Stored data entries:
• • • • •
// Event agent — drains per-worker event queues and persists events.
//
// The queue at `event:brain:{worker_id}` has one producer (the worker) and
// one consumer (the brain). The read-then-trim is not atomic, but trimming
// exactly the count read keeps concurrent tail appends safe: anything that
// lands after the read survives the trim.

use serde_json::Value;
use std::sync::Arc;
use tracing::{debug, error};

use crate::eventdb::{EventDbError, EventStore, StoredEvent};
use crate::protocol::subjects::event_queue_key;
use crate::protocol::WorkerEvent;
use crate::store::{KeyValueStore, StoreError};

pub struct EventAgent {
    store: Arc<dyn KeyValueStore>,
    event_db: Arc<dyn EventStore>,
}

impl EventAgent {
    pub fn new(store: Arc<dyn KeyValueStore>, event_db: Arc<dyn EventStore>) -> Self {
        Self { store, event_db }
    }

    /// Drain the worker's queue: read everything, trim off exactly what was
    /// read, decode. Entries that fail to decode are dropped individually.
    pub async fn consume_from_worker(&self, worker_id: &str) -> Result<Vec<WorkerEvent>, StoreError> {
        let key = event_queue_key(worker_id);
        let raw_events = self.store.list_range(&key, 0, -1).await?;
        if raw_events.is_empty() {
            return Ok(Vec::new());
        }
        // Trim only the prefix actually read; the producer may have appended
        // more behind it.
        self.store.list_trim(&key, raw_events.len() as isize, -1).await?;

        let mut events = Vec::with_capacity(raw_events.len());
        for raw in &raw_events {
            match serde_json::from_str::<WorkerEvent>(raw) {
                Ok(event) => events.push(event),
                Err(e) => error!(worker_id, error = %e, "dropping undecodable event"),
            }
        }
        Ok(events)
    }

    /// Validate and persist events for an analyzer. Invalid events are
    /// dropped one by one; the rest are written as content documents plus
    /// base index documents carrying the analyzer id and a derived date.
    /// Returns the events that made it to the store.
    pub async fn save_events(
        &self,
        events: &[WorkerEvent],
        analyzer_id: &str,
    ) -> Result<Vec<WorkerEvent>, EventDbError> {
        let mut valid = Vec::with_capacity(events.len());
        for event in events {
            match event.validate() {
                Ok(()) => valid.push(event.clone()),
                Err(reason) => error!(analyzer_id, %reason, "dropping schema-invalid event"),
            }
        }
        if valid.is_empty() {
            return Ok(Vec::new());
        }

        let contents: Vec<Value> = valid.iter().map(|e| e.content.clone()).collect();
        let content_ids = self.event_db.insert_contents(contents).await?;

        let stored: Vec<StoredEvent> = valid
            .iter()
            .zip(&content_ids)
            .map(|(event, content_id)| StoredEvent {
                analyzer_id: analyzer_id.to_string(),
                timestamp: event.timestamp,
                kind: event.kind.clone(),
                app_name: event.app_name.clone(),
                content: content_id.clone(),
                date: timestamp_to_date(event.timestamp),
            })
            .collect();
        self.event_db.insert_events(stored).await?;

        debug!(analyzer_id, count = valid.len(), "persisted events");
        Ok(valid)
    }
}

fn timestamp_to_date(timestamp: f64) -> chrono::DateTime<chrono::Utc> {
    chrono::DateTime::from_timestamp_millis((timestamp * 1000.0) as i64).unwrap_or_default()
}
• • • • •
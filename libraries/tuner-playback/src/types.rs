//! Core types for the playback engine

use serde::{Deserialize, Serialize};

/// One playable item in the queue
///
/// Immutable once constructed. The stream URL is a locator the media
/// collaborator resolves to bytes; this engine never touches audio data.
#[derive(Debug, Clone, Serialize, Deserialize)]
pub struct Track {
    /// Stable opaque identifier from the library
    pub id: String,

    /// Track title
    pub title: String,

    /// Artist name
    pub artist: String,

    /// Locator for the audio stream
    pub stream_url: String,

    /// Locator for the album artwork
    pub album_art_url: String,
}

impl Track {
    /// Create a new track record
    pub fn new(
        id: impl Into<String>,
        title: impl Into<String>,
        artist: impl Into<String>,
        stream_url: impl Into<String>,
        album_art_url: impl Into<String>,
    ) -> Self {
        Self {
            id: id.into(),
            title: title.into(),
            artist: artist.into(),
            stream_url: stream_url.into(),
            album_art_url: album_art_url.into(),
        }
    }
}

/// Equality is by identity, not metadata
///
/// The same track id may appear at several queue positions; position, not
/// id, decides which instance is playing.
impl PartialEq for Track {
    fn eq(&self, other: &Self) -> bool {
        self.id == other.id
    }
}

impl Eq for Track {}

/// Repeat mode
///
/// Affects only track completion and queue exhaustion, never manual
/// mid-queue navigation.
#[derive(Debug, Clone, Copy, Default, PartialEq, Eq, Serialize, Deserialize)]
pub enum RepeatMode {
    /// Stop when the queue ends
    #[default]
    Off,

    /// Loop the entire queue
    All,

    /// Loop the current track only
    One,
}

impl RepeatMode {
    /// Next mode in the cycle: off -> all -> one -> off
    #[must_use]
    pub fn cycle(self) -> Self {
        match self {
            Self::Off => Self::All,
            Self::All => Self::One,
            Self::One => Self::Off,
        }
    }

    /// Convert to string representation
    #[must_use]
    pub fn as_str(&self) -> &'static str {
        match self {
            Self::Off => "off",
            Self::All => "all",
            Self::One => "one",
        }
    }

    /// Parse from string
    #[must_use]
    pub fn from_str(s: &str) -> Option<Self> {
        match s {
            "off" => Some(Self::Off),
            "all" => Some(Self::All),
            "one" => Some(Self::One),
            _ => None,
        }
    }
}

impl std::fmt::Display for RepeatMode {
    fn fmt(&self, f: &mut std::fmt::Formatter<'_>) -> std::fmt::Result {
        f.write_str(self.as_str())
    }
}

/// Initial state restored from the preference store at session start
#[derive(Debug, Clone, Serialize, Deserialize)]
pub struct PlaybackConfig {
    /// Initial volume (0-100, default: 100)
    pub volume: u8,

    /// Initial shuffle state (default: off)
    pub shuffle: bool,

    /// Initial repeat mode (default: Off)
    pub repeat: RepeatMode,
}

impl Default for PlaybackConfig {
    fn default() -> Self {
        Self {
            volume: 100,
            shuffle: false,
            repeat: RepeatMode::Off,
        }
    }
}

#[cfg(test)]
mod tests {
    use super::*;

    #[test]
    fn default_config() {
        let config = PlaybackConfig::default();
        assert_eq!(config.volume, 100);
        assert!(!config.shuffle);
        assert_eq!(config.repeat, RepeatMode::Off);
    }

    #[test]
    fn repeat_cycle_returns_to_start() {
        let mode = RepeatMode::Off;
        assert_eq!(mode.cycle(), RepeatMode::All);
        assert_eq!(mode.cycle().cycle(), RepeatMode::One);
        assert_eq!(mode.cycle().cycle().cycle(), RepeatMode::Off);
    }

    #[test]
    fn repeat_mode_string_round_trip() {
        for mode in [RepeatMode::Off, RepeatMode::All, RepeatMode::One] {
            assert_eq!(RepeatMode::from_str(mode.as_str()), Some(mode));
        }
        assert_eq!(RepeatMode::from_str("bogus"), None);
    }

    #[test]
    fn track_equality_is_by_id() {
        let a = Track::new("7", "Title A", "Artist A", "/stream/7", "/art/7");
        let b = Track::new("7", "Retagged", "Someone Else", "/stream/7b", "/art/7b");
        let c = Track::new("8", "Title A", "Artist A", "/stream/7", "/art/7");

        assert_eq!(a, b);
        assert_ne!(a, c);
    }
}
• • • • •
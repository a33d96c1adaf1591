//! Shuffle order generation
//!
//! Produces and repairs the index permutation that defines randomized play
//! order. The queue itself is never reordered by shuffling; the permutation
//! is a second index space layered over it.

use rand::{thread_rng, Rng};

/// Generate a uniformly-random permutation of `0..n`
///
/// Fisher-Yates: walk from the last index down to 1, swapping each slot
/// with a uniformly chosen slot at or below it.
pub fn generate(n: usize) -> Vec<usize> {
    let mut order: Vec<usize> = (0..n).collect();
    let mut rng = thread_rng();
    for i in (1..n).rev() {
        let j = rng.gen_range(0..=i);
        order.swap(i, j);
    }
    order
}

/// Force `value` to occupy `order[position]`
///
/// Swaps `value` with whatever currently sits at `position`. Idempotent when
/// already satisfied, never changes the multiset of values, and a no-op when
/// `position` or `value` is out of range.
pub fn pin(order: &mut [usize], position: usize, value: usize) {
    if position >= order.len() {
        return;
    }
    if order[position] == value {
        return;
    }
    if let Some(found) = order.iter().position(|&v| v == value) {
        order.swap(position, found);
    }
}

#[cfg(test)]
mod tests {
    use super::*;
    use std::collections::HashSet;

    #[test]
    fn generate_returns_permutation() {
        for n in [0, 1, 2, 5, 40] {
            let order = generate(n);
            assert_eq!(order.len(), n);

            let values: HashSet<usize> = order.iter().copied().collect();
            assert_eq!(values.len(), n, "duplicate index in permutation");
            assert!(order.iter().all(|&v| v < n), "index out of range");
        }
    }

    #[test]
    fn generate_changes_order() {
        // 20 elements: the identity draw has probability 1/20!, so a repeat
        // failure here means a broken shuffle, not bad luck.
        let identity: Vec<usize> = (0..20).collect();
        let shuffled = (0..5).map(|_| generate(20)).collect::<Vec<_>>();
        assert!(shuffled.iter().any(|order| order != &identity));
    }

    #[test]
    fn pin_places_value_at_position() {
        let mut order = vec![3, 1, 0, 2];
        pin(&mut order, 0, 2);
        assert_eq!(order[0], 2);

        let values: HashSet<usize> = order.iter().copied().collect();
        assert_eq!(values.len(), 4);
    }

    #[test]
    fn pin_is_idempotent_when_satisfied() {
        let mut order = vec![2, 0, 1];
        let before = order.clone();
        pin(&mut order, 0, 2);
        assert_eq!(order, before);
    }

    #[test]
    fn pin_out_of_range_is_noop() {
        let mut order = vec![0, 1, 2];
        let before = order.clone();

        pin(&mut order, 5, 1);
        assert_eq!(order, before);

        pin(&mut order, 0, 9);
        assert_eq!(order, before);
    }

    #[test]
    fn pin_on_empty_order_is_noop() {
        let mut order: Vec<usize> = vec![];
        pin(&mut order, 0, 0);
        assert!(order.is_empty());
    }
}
• • • • •
> _Exercise_: After locating the line holding "or below it." above, output exactly that line and every line after it through the line holding "with whatever currently". Include nothing else.

> _Answer to the exercise_:
/// with a uniformly chosen slot at or below it.
pub fn generate(n: usize) -> Vec<usize> {
    let mut order: Vec<usize> = (0..n).collect();
    let mut rng = thread_rng();
    for i in (1..n).rev() {
        let j = rng.gen_range(0..=i);
        order.swap(i, j);
    }
    order
}

/// Force `value` to occupy `order[position]`
///
/// Swaps `value` with whatever currently sits at `position`. Idempotent when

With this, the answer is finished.